The genome of the stress tolerant wild tomato species solanum pennellii

Authors: BOLGER, ANTHONY - Max Planck Society; SCOSSA, FEDERICO - Max Planck Society; BOLGER, MARIE - Max Planck Society; FEI, ZHANGJUN - Boyce Thompson Institute; ROSE, JOCELYN - Cornell University; ZAMIR, DANI - Hebrew University Of Jerusalem; CARARRI, FERNANDO - National Institute Of Agricultural Technology(INTA); Giovannoni, James; WEIGEL, DETLEF - Max Planck Society; FERNIE, ALISDAIR - Max Planck Society

Submitted to: Nature Genetics
Publication Type: Peer Reviewed Journal
Publication Acceptance Date: 6/30/2014
Publication Date: 7/27/2014
Citation: Bolger, A., Scossa, F., Bolger, M., Fei, Z., Rose, J., Zamir, D., Cararri, F., Giovannoni, J.J., Weigel, D., Fernie, A. 2014. The genome of the stress tolerant wild tomato species solanum pennellii. Nature Genetics. 46:1034-1038.

Interpretive Summary: The wild tomato species Solanum pennellii is endemic to the Andes regions of South America, can be crossed with cultivated tomatoes (S. lycopersicum), and is used as a source of drought and pathogen resistance in addition to yield and fruit quality traits by tomato breeders. Here we report the sequencing of the genome of this wild tomato species. The genome sequence will greatly enhance the use of this species in both more efficient breeding and basic biological inquiries into the genes that distinguish tomato from this wild relative.

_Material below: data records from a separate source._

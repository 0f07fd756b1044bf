//! Thin adapter around `qdrant-client` to isolate API usage.
//!
//! Used when a Qdrant URL is configured; otherwise the pipeline keeps its
//! index in memory (see [`crate::index::memory`]).

use std::collections::HashMap;

use qdrant_client::qdrant::point_id::PointIdOptions;
use qdrant_client::qdrant::value::Kind;
use qdrant_client::qdrant::{
    CreateCollectionBuilder, Distance, PointStruct, SearchParamsBuilder, SearchPointsBuilder,
    UpsertPointsBuilder, Value as QValue, VectorParamsBuilder,
};
use qdrant_client::{Payload, Qdrant, QdrantError};
use serde_json::{Map, Value};
use tracing::{debug, info, warn};

use crate::config::{DistanceKind, RagConfig, VectorSpace};
use crate::errors::RagError;
use crate::index::{IndexFuture, VectorIndex};
use crate::record::{IndexPoint, ScoredPoint};

/// A facade over the Qdrant client exposing the [`VectorIndex`] surface.
pub struct QdrantFacade {
    client: Qdrant,
    exact: bool,
}

impl QdrantFacade {
    /// Creates a new facade from the given configuration.
    ///
    /// # Errors
    /// [`RagError::Config`] when no URL is configured or the client cannot
    /// be built.
    pub fn new(cfg: &RagConfig) -> Result<Self, RagError> {
        cfg.validate()?;
        let url = cfg
            .qdrant_url
            .as_deref()
            .ok_or_else(|| RagError::Config("qdrant_url is not set".into()))?;

        let mut builder = Qdrant::from_url(url);
        if let Some(key) = &cfg.qdrant_api_key {
            builder = builder.api_key(key.clone());
        }
        let client = builder
            .build()
            .map_err(|e| RagError::Config(e.to_string()))?;

        info!(url, collection = %cfg.collection, "Qdrant client ready");
        Ok(Self {
            client,
            exact: cfg.exact_search,
        })
    }
}

impl VectorIndex for QdrantFacade {
    fn backend(&self) -> &'static str {
        "qdrant"
    }

    fn create_collection<'a>(
        &'a self,
        name: &'a str,
        space: &'a VectorSpace,
    ) -> IndexFuture<'a, ()> {
        Box::pin(async move {
            if self.client.collection_exists(name).await.map_err(map_err)? {
                warn!(collection = name, "collection exists, dropping it");
                self.client.delete_collection(name).await.map_err(map_err)?;
            }

            let distance = match space.distance {
                DistanceKind::Cosine => Distance::Cosine,
                DistanceKind::Dot => Distance::Dot,
                DistanceKind::Euclid => Distance::Euclid,
            };
            self.client
                .create_collection(
                    CreateCollectionBuilder::new(name)
                        .vectors_config(VectorParamsBuilder::new(space.size as u64, distance)),
                )
                .await
                .map_err(map_err)?;

            info!(collection = name, size = space.size, ?distance, "collection created");
            Ok(())
        })
    }

    fn upsert<'a>(&'a self, collection: &'a str, points: Vec<IndexPoint>) -> IndexFuture<'a, usize> {
        Box::pin(async move {
            if points.is_empty() {
                debug!("no points provided for upsert");
                return Ok(0);
            }
            let written = points.len();
            let structs = points
                .into_iter()
                .map(|p| {
                    let payload = Payload::try_from(Value::Object(p.payload))
                        .map_err(|e| RagError::Payload(e.to_string()))?;
                    Ok(PointStruct::new(p.id, p.vector, payload))
                })
                .collect::<Result<Vec<_>, RagError>>()?;

            let res = self
                .client
                .upsert_points(UpsertPointsBuilder::new(collection, structs).wait(true))
                .await
                .map_err(map_err)?;
            debug!(collection, written, result = ?res.result, "points upserted");
            Ok(written)
        })
    }

    fn search<'a>(
        &'a self,
        collection: &'a str,
        vector: Vec<f32>,
        top_k: usize,
    ) -> IndexFuture<'a, Vec<ScoredPoint>> {
        Box::pin(async move {
            let mut builder =
                SearchPointsBuilder::new(collection, vector, top_k as u64).with_payload(true);
            if self.exact {
                builder = builder.params(SearchParamsBuilder::default().exact(true));
            }
            let res = self.client.search_points(builder).await.map_err(map_err)?;

            let out: Vec<ScoredPoint> = res
                .result
                .into_iter()
                .map(|r| ScoredPoint {
                    id: r
                        .id
                        .and_then(|pid| pid.point_id_options)
                        .map(|opt| match opt {
                            PointIdOptions::Uuid(s) => s,
                            PointIdOptions::Num(n) => n.to_string(),
                        })
                        .unwrap_or_default(),
                    score: r.score,
                    payload: qpayload_to_json(r.payload),
                })
                .collect();
            debug!(collection, top_k, hits = out.len(), "search completed");
            Ok(out)
        })
    }
}

/// Status texts of an unreachable server. The client reports a refused
/// connect as an `Internal` status, so the connect message matters more
/// than the code.
const CONNECTION_MARKERS: &[&str] = &[
    "Failed to connect",
    "Connection refused",
    "The service is currently unavailable",
    "Deadline expired",
    "transport error",
    "Timeout expired",
];

/// Status texts of a request the server rejected as malformed.
const INVALID_INPUT_MARKERS: &[&str] = &[
    "Client specified an invalid argument",
    "Wrong input",
];

fn map_err(e: QdrantError) -> RagError {
    classify(e.to_string())
}

/// Maps a client error message onto the crate's categories.
fn classify(msg: String) -> RagError {
    if CONNECTION_MARKERS.iter().any(|m| msg.contains(m)) {
        RagError::Connection(msg)
    } else if INVALID_INPUT_MARKERS.iter().any(|m| msg.contains(m)) {
        RagError::InvalidInput(msg)
    } else {
        RagError::Qdrant(msg)
    }
}

fn qpayload_to_json(p: HashMap<String, QValue>) -> Map<String, Value> {
    p.into_iter().map(|(k, v)| (k, qvalue_to_json(v))).collect()
}

fn qvalue_to_json(v: QValue) -> Value {
    match v.kind {
        Some(Kind::StringValue(s)) => Value::String(s),
        Some(Kind::IntegerValue(i)) => Value::from(i),
        Some(Kind::DoubleValue(f)) => serde_json::Number::from_f64(f)
            .map(Value::Number)
            .unwrap_or(Value::Null),
        Some(Kind::BoolValue(b)) => Value::Bool(b),
        Some(Kind::StructValue(s)) => Value::Object(qpayload_to_json(s.fields)),
        Some(Kind::ListValue(l)) => Value::Array(l.values.into_iter().map(qvalue_to_json).collect()),
        Some(Kind::NullValue(_)) | None => Value::Null,
    }
}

Technical Abstract: Solanum pennellii is a wild tomato species endemic to Andean regions in South America, where it has evolved to thrive in arid habitats1. It exhibits extreme stress tolerance and introgression lines (ILs) in which large genomic regions of cultivated tomato (S. lycopersicum) are replaced with the corresponding segments from S. pennellii can show superior agronomic performance2. Here we describe the genomes of the parents of an important S. pennellii x S. lycopersicum IL population. Using a high-quality genome assembly anchored to the genetic map, we define candidate genes for stress tolerance and provide evidence that transposable elements played a role in the evolution of these traits. Our work paves a path towards further tomato improvement, and for deciphering the mechanisms underlying the myriad of agronomic traits that can be improved with S. pennellii germplasm.